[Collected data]
************

//! Release manifest generation and upload

use super::Workspace;
use anyhow::{bail, Result};
use maskforge_pipeline::{
    load_assets, prepare_release, upload_plan, upload_release, write_manifest, DirectoryUploader,
    ManifestEntry,
};
use std::path::PathBuf;

pub struct ReleaseArgs {
    pub output: Option<PathBuf>,
    pub upload: bool,
    pub stage_dir: Option<PathBuf>,
}

pub fn run(args: ReleaseArgs, ws: &Workspace) -> Result<()> {
    let root = ws.project.root();
    let assets = load_assets(&ws.project, &ws.store)?;
    let items = prepare_release(&ws.project, &ws.store, &assets);
    let entries: Vec<ManifestEntry> = items.iter().map(|item| item.entry.clone()).collect();

    let manifest = args
        .output
        .unwrap_or_else(|| ws.config.manifest_path(root));
    write_manifest(&manifest, &entries)?;
    println!(
        "Released {} of {} asset(s) to {}",
        entries.len(),
        assets.len(),
        manifest.display()
    );

    if !args.upload {
        return Ok(());
    }

    let Some(stage_dir) = args.stage_dir.or_else(|| ws.config.release.stage_dir.clone()) else {
        bail!("--upload needs a target: pass --stage-dir or set [release] stage_dir in the config");
    };
    let uploader = DirectoryUploader::new(root.join(stage_dir));
    let plan = upload_plan(&items);
    let report = upload_release(&uploader, &plan);

    println!(
        "Uploaded {} file(s) to {}",
        report.uploaded.len(),
        uploader.target().display()
    );
    if !report.failed.is_empty() {
        for (key, reason) in &report.failed {
            println!("  FAILED {}: {}", key, reason);
        }
        bail!("{} upload(s) failed", report.failed.len());
    }
    Ok(())
}
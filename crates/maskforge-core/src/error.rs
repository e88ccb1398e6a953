//! Error types for Maskforge

use std::path::PathBuf;
use thiserror::Error;

/// The main error type for Maskforge operations
#[derive(Debug, Error)]
pub enum ForgeError {
    #[error("Metadata not found for {}", .0.display())]
    MetadataNotFound(PathBuf),

    #[error("Failed to access {}: {source}", path.display())]
    Persistence {
        path: PathBuf,
        #[source]
        source: std::io::Error,
    },

    #[error("Invalid value for field '{field}': {reason}")]
    InvalidField { field: String, reason: String },

    #[error("Unknown field: {0}")]
    UnknownField(String),

    #[error("Identity error: {0}")]
    Identity(String),

    #[error("Combo already references {max} masks")]
    ComboCapacity { max: usize },

    #[error("Build tool not found: {}", .0.display())]
    ToolMissing(PathBuf),

    #[error("Config error: {0}")]
    Config(String),

    #[error("Version control error: {0}")]
    Vcs(String),

    #[error("Upload error: {0}")]
    Upload(String),

    #[error("IO error: {0}")]
    IoError(#[from] std::io::Error),

    #[error("TOML parse error: {0}")]
    TomlParseError(String),

    #[error("TOML serialization error: {0}")]
    TomlSerError(String),

    #[error("JSON error: {0}")]
    JsonError(String),
}

/// Result type alias for Maskforge operations
pub type Result<T> = std::result::Result<T, ForgeError>;

impl ForgeError {
    /// Wrap an I/O error with the path it happened on
    pub fn persistence(path: impl Into<PathBuf>, source: std::io::Error) -> Self {
        ForgeError::Persistence {
            path: path.into(),
            source,
        }
    }

    /// Shorthand for a schema-directed parse failure
    pub fn invalid_field(field: &str, reason: impl Into<String>) -> Self {
        ForgeError::InvalidField {
            field: field.to_string(),
            reason: reason.into(),
        }
    }
}

impl From<toml::de::Error> for ForgeError {
    fn from(err: toml::de::Error) -> Self {
        ForgeError::TomlParseError(err.to_string())
    }
}

impl From<toml::ser::Error> for ForgeError {
    fn from(err: toml::ser::Error) -> Self {
        ForgeError::TomlSerError(err.to_string())
    }
}

impl From<serde_json::Error> for ForgeError {
    fn from(err: serde_json::Error) -> Self {
        ForgeError::JsonError(err.to_string())
    }
}
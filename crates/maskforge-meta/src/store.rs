//! Metadata sidecar store

use crate::paths;
use crate::types::{AssetMetadata, MetadataFile};
use maskforge_core::{ForgeError, Result};
use parking_lot::Mutex;
use std::collections::HashMap;
use std::fs;
use std::io::ErrorKind;
use std::path::{Path, PathBuf};
use std::sync::Arc;

/// Loads, creates and saves `.meta.toml` sidecars.
///
/// Writes to the same sidecar are serialized through a per-path lock, so a
/// store can be shared across concurrent builds and edits. Different assets
/// never share a sidecar and never contend.
#[derive(Debug, Default)]
pub struct MetadataStore {
    locks: Mutex<HashMap<PathBuf, Arc<Mutex<()>>>>,
}

impl MetadataStore {
    pub fn new() -> Self {
        Self::default()
    }

    fn lock_for(&self, sidecar: &Path) -> Arc<Mutex<()>> {
        self.locks
            .lock()
            .entry(sidecar.to_path_buf())
            .or_default()
            .clone()
    }

    /// Load an asset's metadata. Fails with `MetadataNotFound` when the
    /// sidecar does not exist.
    pub fn load(&self, asset: &Path) -> Result<AssetMetadata> {
        let sidecar = paths::sidecar_path(asset);
        match Self::read(asset, &sidecar)? {
            Some(meta) => Ok(meta),
            None => Err(ForgeError::MetadataNotFound(asset.to_path_buf())),
        }
    }

    /// Load an asset's metadata, writing defaulted metadata with a fresh
    /// uuid alongside the source file if none exists yet.
    pub fn create_or_load(&self, asset: &Path) -> Result<AssetMetadata> {
        let sidecar = paths::sidecar_path(asset);
        let lock = self.lock_for(&sidecar);
        let _guard = lock.lock();

        if let Some(mut meta) = Self::read(asset, &sidecar)? {
            if meta.ensure_identity() {
                tracing::info!(asset = %asset.display(), uuid = %meta.uuid(), "assigned missing uuid");
                Self::write(&sidecar, &meta)?;
            }
            return Ok(meta);
        }

        let kind = paths::asset_kind(asset).ok_or_else(|| {
            ForgeError::invalid_field(
                "path",
                format!("{} is neither a mask nor a combo", asset.display()),
            )
        })?;
        let meta = AssetMetadata::new(kind);
        tracing::info!(asset = %asset.display(), uuid = %meta.uuid(), "created metadata");
        Self::write(&sidecar, &meta)?;
        Ok(meta)
    }

    /// Persist `metadata` only when it differs from what is on disk.
    ///
    /// Returns whether a write happened. Saving metadata whose uuid differs
    /// from the one already on disk is rejected with `Identity`.
    pub fn save(&self, asset: &Path, metadata: &AssetMetadata) -> Result<bool> {
        let sidecar = paths::sidecar_path(asset);
        let lock = self.lock_for(&sidecar);
        let _guard = lock.lock();

        if metadata.uuid().is_empty() {
            return Err(ForgeError::Identity(format!(
                "refusing to save {} without a uuid",
                asset.display()
            )));
        }

        if let Some(on_disk) = Self::read(asset, &sidecar)? {
            if !on_disk.uuid().is_empty() && on_disk.uuid() != metadata.uuid() {
                return Err(ForgeError::Identity(format!(
                    "{} has uuid {}, refusing to overwrite with {}",
                    asset.display(),
                    on_disk.uuid(),
                    metadata.uuid()
                )));
            }
            if &on_disk == metadata {
                tracing::debug!(asset = %asset.display(), "metadata unchanged, not saving");
                return Ok(false);
            }
        }

        Self::write(&sidecar, metadata)?;
        tracing::info!(sidecar = %sidecar.display(), "saved metadata");
        Ok(true)
    }

    fn read(asset: &Path, sidecar: &Path) -> Result<Option<AssetMetadata>> {
        let content = match fs::read_to_string(sidecar) {
            Ok(content) => content,
            Err(e) if e.kind() == ErrorKind::NotFound => return Ok(None),
            Err(e) => return Err(ForgeError::persistence(sidecar, e)),
        };
        let file: MetadataFile = toml::from_str(&content).map_err(|e| {
            ForgeError::TomlParseError(format!("Failed to parse {}: {}", sidecar.display(), e))
        })?;

        let mut meta = file.metadata;
        // The source path decides what the asset is.
        if let Some(kind) = paths::asset_kind(asset) {
            meta.kind = kind;
        }
        Ok(Some(meta))
    }

    fn write(sidecar: &Path, metadata: &AssetMetadata) -> Result<()> {
        #[derive(serde::Serialize)]
        struct Sidecar<'a> {
            metadata: &'a AssetMetadata,
        }

        let content = toml::to_string_pretty(&Sidecar { metadata })?;
        if let Some(parent) = sidecar.parent() {
            fs::create_dir_all(parent).map_err(|e| ForgeError::persistence(parent, e))?;
        }
        fs::write(sidecar, content).map_err(|e| ForgeError::persistence(sidecar, e))
    }
}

************

** Task brief **
Show all lines above holding the word "locks".

** Answer section **
    locks: Mutex<HashMap<PathBuf, Arc<Mutex<()>>>>,
        self.locks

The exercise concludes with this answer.